Les fortifications du port d'Alger en 1830

---------Au moment de la prise d'Alger par les Français, en 1830, le port était défendu du côté de la mer par huit forts qui formaient une ligne de batteries continue, depuis l'extrémité nord de l'îlot jusqu'à la pointe du grand môle, au sud. Les batteries étaient superposées sur deux et trois étages, la "Consulaire" était isolée entre deux batteries, à l'angle du grand môle et de l'îlot sud (schéma 1).
---------La tour du phare appelée par les indigènes " Bordj-el-Fenar", comptait quatre étages de feux et un total de soixante et une embrasures.

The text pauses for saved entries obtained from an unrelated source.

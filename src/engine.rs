use crate::aggregator::{Aggregator, ComprehensiveAudit};
use crate::config::AuditConfig;
use crate::inspector::PageInspector;
use crate::issue::{round1, AuditScore, Category, DesignAudit};
use crate::scorer::score_category;
use crate::{accessibility, interaction, mobile, performance, visual};
use anyhow::Result;
use std::collections::BTreeMap;

/// Audit a single category. Internal failures degrade to a clean category
/// here; `run_comprehensive_audit` excludes them instead.
pub fn audit_accessibility(inspector: &dyn PageInspector) -> AuditScore {
    degrade(Category::Accessibility, accessibility::collect_issues(inspector))
}

pub async fn audit_performance(inspector: &dyn PageInspector) -> AuditScore {
    degrade(Category::Performance, performance::collect_issues(inspector).await)
}

pub fn audit_mobile_ux(inspector: &dyn PageInspector) -> AuditScore {
    degrade(Category::MobileUx, mobile::collect_issues(inspector))
}

pub fn audit_visual_consistency(inspector: &dyn PageInspector) -> AuditScore {
    degrade(Category::VisualConsistency, visual::collect_issues(inspector))
}

pub fn audit_interaction_design(inspector: &dyn PageInspector) -> AuditScore {
    degrade(Category::InteractionDesign, interaction::collect_issues(inspector))
}

fn degrade(category: Category, result: Result<Vec<crate::issue::Issue>>) -> AuditScore {
    match result {
        Ok(issues) => score_category(category, issues),
        Err(e) => {
            eprintln!("  ⚠️  {} audit failed: {e}", category.label());
            AuditScore::clean()
        }
    }
}

/// The plain five-category audit, without the enriched aggregation.
pub async fn run_design_audit(inspector: &dyn PageInspector) -> DesignAudit {
    let accessibility = audit_accessibility(inspector);
    let performance = audit_performance(inspector).await;
    let mobile_ux = audit_mobile_ux(inspector);
    let visual_consistency = audit_visual_consistency(inspector);
    let interaction_design = audit_interaction_design(inspector);

    let overall_score = round1(
        [
            accessibility.score,
            performance.score,
            mobile_ux.score,
            visual_consistency.score,
            interaction_design.score,
        ]
        .iter()
        .sum::<f64>()
            / 5.0,
    );

    DesignAudit {
        accessibility,
        performance,
        mobile_ux,
        visual_consistency,
        interaction_design,
        overall_score,
        timestamp: chrono::Utc::now().to_rfc3339(),
    }
}

/// The full pipeline: every category, enriched and ranked. A category whose
/// analyzer fails is logged and excluded from the mean and the issue lists
/// rather than aborting the run.
pub async fn run_comprehensive_audit(inspector: &dyn PageInspector) -> Result<ComprehensiveAudit> {
    let engine = AuditEngine::new(AuditConfig::default());
    engine.audit_page(inspector).await
}

/// Config-driven runner used by the CLI. A disabled category is treated
/// exactly like a failed one: absent.
pub struct AuditEngine {
    config: AuditConfig,
}

impl AuditEngine {
    pub fn new(config: AuditConfig) -> Self {
        Self { config }
    }

    pub fn config(&self) -> &AuditConfig {
        &self.config
    }

    pub async fn audit_page(&self, inspector: &dyn PageInspector) -> Result<ComprehensiveAudit> {
        let mut categories: BTreeMap<Category, AuditScore> = BTreeMap::new();

        for category in Category::ALL {
            if !self.config.categories.enabled(category) {
                continue;
            }
            let result = match category {
                Category::Accessibility => accessibility::collect_issues(inspector),
                Category::Performance => performance::collect_issues(inspector).await,
                Category::MobileUx => mobile::collect_issues(inspector),
                Category::VisualConsistency => visual::collect_issues(inspector),
                Category::InteractionDesign => interaction::collect_issues(inspector),
            };
            match result {
                Ok(issues) => {
                    categories.insert(category, score_category(category, issues));
                }
                Err(e) => {
                    // Partial failure: this category is absent from the report.
                    eprintln!("  ⚠️  {} audit failed: {e}", category.label());
                }
            }
        }

        let aggregator = Aggregator::new()?;
        Ok(aggregator.aggregate(inspector.page_path(), categories))
    }
}

#[cfg(test)]
mod tests {
    use super::*;
    use crate::config::CategoriesConfig;
    use crate::inspector::{Element, NullInspector, PageSnapshot};
    use crate::issue::Severity;

    fn messy_page() -> PageSnapshot {
        let mut page = PageSnapshot::new("/dashboard");
        let mut text = Element::new("p");
        text.text = "hello".to_string();
        text.style.color = Some("rgb(255,255,255)".to_string());
        text.style.background_color = Some("rgb(255,255,255)".to_string());
        text.style.font_size = Some(16.0);
        page.push(text);
        page.push(Element::new("form"));
        let mut input = Element::new("input");
        input.attrs.insert("aria-label".to_string(), "Email".to_string());
        page.push(input);
        page
    }

    #[tokio::test]
    async fn null_inspector_scores_ten_everywhere() {
        let audit = run_design_audit(&NullInspector).await;
        for (_, score) in audit.scores() {
            assert_eq!(score.score, 10.0);
            assert!(score.issues.is_empty());
        }
        assert_eq!(audit.overall_score, 10.0);
    }

    #[tokio::test]
    async fn comprehensive_audit_on_null_inspector_is_clean() {
        let audit = run_comprehensive_audit(&NullInspector).await.unwrap();
        assert_eq!(audit.overall_score, 10.0);
        assert!(audit.all_issues.is_empty());
        assert!(audit.top_issues.is_empty());
        assert_eq!(audit.categories.len(), 5);
    }

    #[tokio::test]
    async fn comprehensive_audit_finds_cross_category_issues() {
        let audit = run_comprehensive_audit(&messy_page()).await.unwrap();
        assert_eq!(audit.page, "/dashboard");
        assert!(audit
            .all_issues
            .iter()
            .any(|i| i.category == Category::Accessibility && i.severity == Severity::Critical));
        assert!(audit
            .all_issues
            .iter()
            .any(|i| i.description == "Forms lack error message display areas"));
        // Invariants hold on a real run.
        let by_severity: usize = audit.issues_by_severity.values().map(Vec::len).sum();
        assert_eq!(by_severity, audit.all_issues.len());
        for pair in audit.all_issues.windows(2) {
            assert!(pair[0].priority >= pair[1].priority);
        }
        assert_eq!(audit.top_issues.len(), audit.all_issues.len().min(5));
    }

    #[tokio::test]
    async fn disabled_category_is_absent() {
        let mut config = AuditConfig::default();
        config.categories = CategoriesConfig {
            performance: false,
            ..CategoriesConfig::default()
        };
        let engine = AuditEngine::new(config);
        let audit = engine.audit_page(&messy_page()).await.unwrap();
        assert!(!audit.categories.contains_key(&Category::Performance));
        assert_eq!(audit.categories.len(), 4);
    }

    #[tokio::test]
    async fn design_audit_overall_is_mean_of_five() {
        let audit = run_design_audit(&messy_page()).await;
        let mean = round1(
            Category::ALL.iter().map(|c| audit.get(*c).score).sum::<f64>() / 5.0,
        );
        assert_eq!(audit.overall_score, mean);
    }
}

Mais son armement ordinaire n'était que de 55 pièces dont une quarantaine de fort calibre. Cette tour renfermait une citerne d'une capacité de 750 000 litres au-dessus de laquelle se trouvait une vaste salle, quartier général des canonniers turcs.
http://perso.wanadoo.fr/bernard.venis .Les fortifications du port, vues du large, avec leur haute muraille baignée par la mer, crénelée au sommet, et les gueules de nombreuses pièces d'artillerie apparaissant aux embrasures, présentaient un aspect terrifiant. Au total, la défense comprenait 293 pièces, presque toutes du plus gros calibre, dont la moitié, à peu près, était en casemates. Ce qui constituait, pour l'époque, un armement considérable.
---------Bien que n'ayant que trois hectares de superficie, le port, ainsi puissamment défendu, a pu abriter jusqu'à 40 navires. Sa passe était fermée chaque soir, par une chaîne et deux bateaux veillaient au dehors.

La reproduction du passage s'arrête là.